To put it simple, CRO is helping with understanding why visitors are not converting and fixing those issues making your product more appealing via continuous split testing. At the end of the day they found your product and are interested. Reasons for poor conversions are often different ranging from an ill-phrased CTA or as complicated as poor overall user experience. Once you identify possible problems you can begin testing with possible solutions. In some cases your tests can even turn out to prove that your earlier version was working better and that something’s off and needs to be addressed elsewhere. In any case this will all lead to learning more about the user and help with improving whatever actionable metric you wish.
Similarly but not quite you can test the same landing page yet with various CTAs or different button designs, you name it.

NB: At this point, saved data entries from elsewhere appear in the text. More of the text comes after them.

use std::fmt;
use std::str::FromStr;
use thiserror::Error;

/// The ARN of an SNS topic
#[derive(Clone, Debug, Eq, PartialEq)]
pub(crate) struct SnsArn {
    /// The region the topic lives in
    region: String,

    /// The account that owns the topic
    account: String,

    /// The topic name
    name: String,
}

impl fmt::Display for SnsArn {
    fn fmt(&self, f: &mut fmt::Formatter<'_>) -> fmt::Result {
        write!(
            f,
            "arn:aws:sns:{}:{}:{}",
            self.region, self.account, self.name
        )
    }
}

impl FromStr for SnsArn {
    type Err = SnsArnError;

    /// Parse an `SnsArn` of the form `arn:aws:sns:<region>:<account>:<name>`,
    /// where each segment is a nonempty run of lowercase ASCII alphanumerics
    /// and hyphens
    fn from_str(s: &str) -> Result<SnsArn, SnsArnError> {
        fn is_segment(s: &str) -> bool {
            !s.is_empty()
                && s.chars()
                    .all(|c| c.is_ascii_lowercase() || c.is_ascii_digit() || c == '-')
        }

        let Some(s) = s.strip_prefix("arn:aws:sns:") else {
            return Err(SnsArnError::BadPrefix);
        };
        let mut segments = s.split(':');
        let (Some(region), Some(account), Some(name), None) = (
            segments.next(),
            segments.next(),
            segments.next(),
            segments.next(),
        ) else {
            return Err(SnsArnError::BadSegmentCount);
        };
        if !is_segment(region) {
            return Err(SnsArnError::BadRegion);
        }
        if !is_segment(account) {
            return Err(SnsArnError::BadAccount);
        }
        if !is_segment(name) {
            return Err(SnsArnError::BadName);
        }
        Ok(SnsArn {
            region: region.to_owned(),
            account: account.to_owned(),
            name: name.to_owned(),
        })
    }
}

/// Error returned when parsing an invalid SNS topic ARN
#[derive(Copy, Clone, Debug, Eq, Error, PartialEq)]
pub(crate) enum SnsArnError {
    /// The ARN does not start with `"arn:aws:sns:"`
    #[error(r#"ARN does not start with "arn:aws:sns:""#)]
    BadPrefix,

    /// The ARN does not have exactly region, account, and name segments
    #[error("expected an ARN of the form arn:aws:sns:<region>:<account>:<name>")]
    BadSegmentCount,

    /// The region segment is empty or contains invalid characters
    #[error("invalid region in SNS topic ARN")]
    BadRegion,

    /// The account segment is empty or contains invalid characters
    #[error("invalid account ID in SNS topic ARN")]
    BadAccount,

    /// The topic name is empty or contains invalid characters
    #[error("invalid topic name in SNS topic ARN")]
    BadName,
}
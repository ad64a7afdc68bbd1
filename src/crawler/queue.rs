//! Depth-first work queue of search ranges
//!
//! Splits push their halves to the front, left half first, so the leaves of
//! a plan range are always visited in ascending star order. That ordering is
//! what lets a checkpoint naming one range rebuild the rest of the queue.

use crate::range::SearchRange;
use crate::storage::CrawlCheckpoint;
use crate::SweepError;
use std::collections::VecDeque;

/// Pending ranges, front first
#[derive(Debug, Clone, Default, PartialEq, Eq)]
pub struct WorkQueue {
    ranges: VecDeque<SearchRange>,
}

impl WorkQueue {
    /// Queue holding the whole plan in order
    pub fn from_plan(plan: &[SearchRange]) -> Self {
        Self {
            ranges: plan.iter().copied().collect(),
        }
    }

    /// Rebuilds the queue a checkpoint was taken from
    ///
    /// With checkpoint range `R` inside plan range `P`, everything in `P`
    /// below `R` is done and everything above it is pending. The result is
    /// `R`, then the rest of `P` above `R` as one range, then the plan
    /// ranges after `P`.
    ///
    /// While a retry pass is open the checkpoint's `retrying` list stands in
    /// for the configured plan.
    ///
    /// # Errors
    ///
    /// `SweepError::PlanMismatch` if no plan range contains `R`.
    pub fn resume(plan: &[SearchRange], checkpoint: &CrawlCheckpoint) -> Result<Self, SweepError> {
        if checkpoint.finished {
            return Ok(Self::default());
        }

        let plan: &[SearchRange] = if checkpoint.retrying.is_empty() {
            plan
        } else {
            &checkpoint.retrying
        };

        let Some(active) = checkpoint.active_range else {
            return Ok(Self::from_plan(plan));
        };

        let index = plan
            .iter()
            .position(|parent| parent.contains_range(&active))
            .ok_or_else(|| {
                SweepError::PlanMismatch(format!(
                    "range {} is not inside any plan range; start over with --fresh",
                    active
                ))
            })?;

        let mut ranges = VecDeque::with_capacity(plan.len() - index + 1);
        ranges.push_back(active);
        if let Some(rest) = plan[index].remainder_after(&active) {
            ranges.push_back(rest);
        }
        ranges.extend(plan[index + 1..].iter().copied());

        Ok(Self { ranges })
    }

    pub fn peek(&self) -> Option<&SearchRange> {
        self.ranges.front()
    }

    pub fn pop_next(&mut self) -> Option<SearchRange> {
        self.ranges.pop_front()
    }

    /// Puts the halves of a split range at the front, left half first
    pub fn push_split(&mut self, children: [SearchRange; 2]) {
        let [left, right] = children;
        self.ranges.push_front(right);
        self.ranges.push_front(left);
    }

    pub fn len(&self) -> usize {
        self.ranges.len()
    }

    pub fn is_empty(&self) -> bool {
        self.ranges.is_empty()
    }

    pub fn iter(&self) -> impl Iterator<Item = &SearchRange> {
        self.ranges.iter()
    }
}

Here’s what you do in a split URL test:
Maybe at this point you think, well that’s all great with websites but can we also do A/B testing for mobile apps? The short answer is yes, the longer one is also yes, but… Because apps are downloaded and run locally on mobile device rather than accessed via a live connection through a browser it makes it a bit more complicated. For example with iOS the biggest difference is definitely the approval and user updating process. When you push out a new version of a web page, all users see that new version instantaneously. With iOS you will have two big problems, namely the Apple Store approvals and you’ll have to constantly worry about how users will update your app. All in all A/B testing on mobile is quite a different topic and I’ll try to address it some other time, meanwhile for those that are really interested here’s a list of services that might come in handy when you decide to commit to building a vibrant mobile testing culture at your company.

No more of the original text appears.